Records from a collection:
use crate::error::{Result, SolverError};
use crate::relu::Phase;
use crate::types::Number;

/// Configuration of a solver instance.
#[derive(Debug, Clone)]
pub struct SolverConfig {
    /// Verbose tracing of every search step.
    pub logging: bool,
    /// Write the tableau to the solver output on every split and backtrack.
    pub dump_states: bool,
    /// Fix ReLU pairs whose bounds are within `almost_broken_margin` of
    /// forcing a phase. Approximate, hence off by default.
    pub almost_broken_elimination: bool,
    pub almost_broken_margin: Number,
    /// Allowed violation of a variable bound.
    pub bound_tolerance: Number,
    /// Allowed difference between f and max(0, b) for a satisfied pair.
    pub relu_tolerance: Number,
    /// Pivot coefficients below this are only used as a last resort.
    pub pivot_tolerance: Number,
    /// Basic values are recomputed from scratch after this many pivots.
    pub recompute_interval: usize,
    /// Upper limit of pivots within one feasibility restoration.
    pub max_pivots: usize,
    /// How often a violated pair may be repaired by updating a value
    /// before it is split on. Zero splits immediately.
    pub repair_threshold: usize,
    /// Phase tried first on a split.
    pub first_phase: Phase,
}

impl Default for SolverConfig {
    fn default() -> Self {
        Self {
            logging: false,
            dump_states: false,
            almost_broken_elimination: false,
            almost_broken_margin: 1e-4,
            bound_tolerance: 1e-7,
            relu_tolerance: 1e-5,
            pivot_tolerance: 1e-9,
            recompute_interval: 100,
            max_pivots: 1_000_000,
            repair_threshold: 5,
            first_phase: Phase::Inactive,
        }
    }
}

impl SolverConfig {
    pub fn validate(&self) -> Result<()> {
        let tolerances = [
            ("almost_broken_margin", self.almost_broken_margin),
            ("bound_tolerance", self.bound_tolerance),
            ("relu_tolerance", self.relu_tolerance),
            ("pivot_tolerance", self.pivot_tolerance),
        ];
        if let Some((name, value)) = tolerances
            .iter()
            .find(|(_, v)| !v.is_finite() || *v < 0.0)
        {
            return Err(SolverError::InvalidConfig(format!(
                "{name} must be a non-negative number, got {value}"
            )));
        }
        if self.relu_tolerance < self.bound_tolerance {
            return Err(SolverError::InvalidConfig(
                "relu_tolerance must not be smaller than bound_tolerance".to_string(),
            ));
        }
        if self.recompute_interval == 0 || self.max_pivots == 0 {
            return Err(SolverError::InvalidConfig(
                "recompute_interval and max_pivots must be positive".to_string(),
            ));
        }
        if self.first_phase == Phase::Undetermined {
            return Err(SolverError::InvalidConfig(
                "first_phase has to be active or inactive".to_string(),
            ));
        }
        Ok(())
    }
}
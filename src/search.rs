use tracing::debug;

use crate::{
    cancel::CancellationToken,
    config::SolverConfig,
    error::{Result, SolverError},
    lp_solver::{Feasibility, LPSolver, PivotStats},
    output::Output,
    relu::{Phase, ReluManager},
    status::Statistics,
    types::Number,
};

/// Terminal result of a search.
#[derive(Clone, Debug, PartialEq)]
pub enum Outcome {
    /// Values of all variables, internal ones included.
    Sat(Vec<Number>),
    Unsat,
    Cancelled,
}

#[derive(Clone, Copy, Debug, PartialEq, Eq)]
enum State {
    Restoring,
    CheckingRelu,
    Splitting(usize),
    Backtracking,
    Satisfied,
}

/// Saved state at a case split.
struct Frame {
    lp: LPSolver,
    phases: Vec<Phase>,
    pair: usize,
    /// Phase still to be tried after the current one failed.
    alternate: Option<Phase>,
}

/// Case-splitting search over the phases of the ReLU pairs. The search
/// tree is walked with an explicit stack of frames.
pub struct Search<'a> {
    lp: LPSolver,
    relus: ReluManager,
    config: &'a SolverConfig,
    cancel: &'a CancellationToken,
    output: &'a Output,
    /// Variables from this index on are the slacks of the ReLU pairs.
    user_variables: usize,
    stack: Vec<Frame>,
    statistics: Statistics,
}

impl<'a> Search<'a> {
    pub fn new(
        lp: LPSolver,
        relus: ReluManager,
        config: &'a SolverConfig,
        cancel: &'a CancellationToken,
        output: &'a Output,
        user_variables: usize,
    ) -> Search<'a> {
        Search {
            lp,
            relus,
            config,
            cancel,
            output,
            user_variables,
            stack: vec![],
            statistics: Statistics::default(),
        }
    }

    pub fn statistics(&self) -> &Statistics {
        &self.statistics
    }

    pub fn run(&mut self) -> Result<Outcome> {
        let mut state = State::Restoring;
        loop {
            if self.cancel.is_cancelled() {
                debug!("search cancelled at depth {}", self.stack.len());
                return Ok(Outcome::Cancelled);
            }
            self.statistics.iterations += 1;
            if self.config.logging {
                debug!(
                    "iteration {}: {state:?}, depth {}",
                    self.statistics.iterations,
                    self.stack.len()
                );
            }
            state = match state {
                State::Restoring => self.restore()?,
                State::CheckingRelu => self.check_relus()?,
                State::Splitting(pair) => self.split(pair),
                State::Backtracking => match self.backtrack() {
                    Some(next) => next,
                    None => return Ok(Outcome::Unsat),
                },
                State::Satisfied => return Ok(Outcome::Sat(self.lp.values())),
            };
        }
    }

    fn restore(&mut self) -> Result<State> {
        let mut pivot_stats = PivotStats::default();
        let feasibility = self.lp.restore_feasibility(&mut pivot_stats);
        self.statistics.pivots += pivot_stats.pivots;
        self.statistics.recomputations += pivot_stats.recomputations;
        match feasibility? {
            Feasibility::Feasible => Ok(State::CheckingRelu),
            Feasibility::Infeasible { variable } => {
                if self.config.logging {
                    debug!("conflict on {}", self.name(variable));
                }
                self.statistics.conflicts += 1;
                Ok(State::Backtracking)
            }
        }
    }

    fn check_relus(&mut self) -> Result<State> {
        let check = self.relus.check(&self.lp);
        if check.all_satisfied() {
            return Ok(State::Satisfied);
        }
        if let Some(&pair) = check.broken_fixed.first() {
            let p = self.relus.pairs()[pair];
            return Err(SolverError::Numerical(format!(
                "fixed ReLU pair ({}, {}) is violated: {} vs {}",
                self.name(p.b),
                self.name(p.f),
                self.lp.value(p.b),
                self.lp.value(p.f)
            )));
        }
        if !check.eliminations.is_empty() {
            for (pair, phase) in check.eliminations {
                if self.config.logging {
                    debug!("eliminating pair {pair}: {phase}");
                }
                self.statistics.eliminations += 1;
                if self.relus.fix_phase(pair, phase, &mut self.lp).is_err() {
                    self.statistics.conflicts += 1;
                    return Ok(State::Backtracking);
                }
            }
            return Ok(State::Restoring);
        }
        for &pair in &check.violated {
            if self
                .relus
                .repair(pair, &mut self.lp, self.config.repair_threshold)
            {
                if self.config.logging {
                    debug!("repaired pair {pair}");
                }
                self.statistics.repairs += 1;
                return Ok(State::Restoring);
            }
        }
        Ok(State::Splitting(check.violated[0]))
    }

    fn split(&mut self, pair: usize) -> State {
        let phase = self.config.first_phase;
        self.stack.push(Frame {
            lp: self.lp.clone(),
            phases: self.relus.phases(),
            pair,
            alternate: Some(phase.alternate()),
        });
        self.statistics.splits += 1;
        self.statistics.max_depth = self.statistics.max_depth.max(self.stack.len());
        if self.config.logging {
            debug!("split on pair {pair} at depth {}: {phase}", self.stack.len());
        }
        self.dump_state("split");
        self.apply(pair, phase)
    }

    /// Restores the innermost frame with an untried phase and tries it.
    /// Returns None once the tree is exhausted.
    fn backtrack(&mut self) -> Option<State> {
        while let Some(frame) = self.stack.last_mut() {
            if let Some(phase) = frame.alternate.take() {
                let pair = frame.pair;
                self.lp = frame.lp.clone();
                self.relus.restore_phases(&frame.phases);
                self.statistics.backtracks += 1;
                if self.config.logging {
                    debug!(
                        "backtrack to depth {}: pair {pair} {phase}",
                        self.stack.len()
                    );
                }
                self.dump_state("backtrack");
                return Some(self.apply(pair, phase));
            }
            self.stack.pop();
        }
        None
    }

    fn apply(&mut self, pair: usize, phase: Phase) -> State {
        match self.relus.fix_phase(pair, phase, &mut self.lp) {
            Ok(()) => State::Restoring,
            Err(_) => {
                self.statistics.conflicts += 1;
                State::Backtracking
            }
        }
    }

    fn dump_state(&self, event: &str) {
        if self.config.dump_states {
            self.output.line(&format!("--- {event}, depth {} ---", self.stack.len()));
            self.output.block(&self.lp.format(&|var| self.name(var)));
        }
    }

    fn name(&self, var: usize) -> String {
        if var < self.user_variables {
            format!("x{var}")
        } else {
            format!("s{}", var - self.user_variables)
        }
    }
}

Task description:
Line count for the string "usize": please say how many lines in the entries above contain it, with no other words.

Your solution:
10